(Beginning of INFORMATION GIVEN)

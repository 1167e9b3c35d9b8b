use std::path::{Path, PathBuf};

use anyhow::Context;
use hf_config::PROJECT_DIR;

/// Nearest ancestor of `start` (itself included) holding a `.homefix` directory.
#[must_use]
pub fn find_project_root(start: &Path) -> Option<PathBuf> {
    start
        .ancestors()
        .find(|dir| dir.join(PROJECT_DIR).is_dir())
        .map(Path::to_path_buf)
}

/// Pick the directory whose `.homefix` holds config and the database.
///
/// An explicit `--project` may name the root or the `.homefix` directory
/// itself. Without one, the nearest marked ancestor of `cwd` wins, and a first
/// run falls back to `cwd`.
pub fn resolve_project_root(project: Option<&str>, cwd: &Path) -> anyhow::Result<PathBuf> {
    let Some(project) = project else {
        return Ok(find_project_root(cwd).unwrap_or_else(|| cwd.to_path_buf()));
    };

    let explicit = PathBuf::from(project);
    if explicit.file_name().is_some_and(|name| name == PROJECT_DIR) {
        return explicit
            .parent()
            .map(Path::to_path_buf)
            .context("invalid --project: '.homefix' has no parent directory");
    }
    anyhow::ensure!(
        explicit.is_dir(),
        "invalid --project '{}': directory does not exist",
        explicit.display()
    );
    Ok(explicit)
}
//! Gateway error types.

use thiserror::Error;

/// Errors that can occur when calling the generative service.
#[derive(Debug, Error)]
pub enum GatewayError {
    /// No API key is configured.
    #[error("gemini API key is not configured (set HOMEFIX_GEMINI__API_KEY or GEMINI_API_KEY)")]
    NotConfigured,

    /// HTTP transport error, including timeouts.
    #[error("HTTP error: {0}")]
    Transport(#[from] reqwest::Error),

    /// The service returned a non-success status code.
    #[error("API error ({status}): {message}")]
    Api { status: u16, message: String },

    /// The service returned 429 Too Many Requests.
    #[error("rate limited, retry after {retry_after_secs}s")]
    RateLimited { retry_after_secs: u64 },

    /// The reply was not valid JSON or did not match the expected shape.
    #[error("schema violation: {0}")]
    SchemaViolation(String),

    /// The reply carried no usable text.
    #[error("empty response: {0}")]
    EmptyResponse(String),

    /// The chat history holds no user turn to answer.
    #[error("chat history has no user turn to send")]
    NothingToSend,
}

impl GatewayError {
    /// Whether the failure happened before a reply was received.
    #[must_use]
    pub const fn is_transport(&self) -> bool {
        matches!(self, Self::Transport(_) | Self::RateLimited { .. })
    }

    /// Whether a reply arrived but failed the boundary checks.
    #[must_use]
    pub const fn is_schema_violation(&self) -> bool {
        matches!(self, Self::SchemaViolation(_))
    }
}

(End of INFORMATION GIVEN)

_WORK INSTRUCTIONS_
Which lines above run from the one containing "directory does not" down to the one containing "#[derive(Debug, Error)]"? Repeat exactly those, both ends included, and nothing else.

_RESULT_
        "invalid --project '{}': directory does not exist",
        explicit.display()
    );
    Ok(explicit)
}
//! Gateway error types.

use thiserror::Error;

/// Errors that can occur when calling the generative service.
#[derive(Debug, Error)]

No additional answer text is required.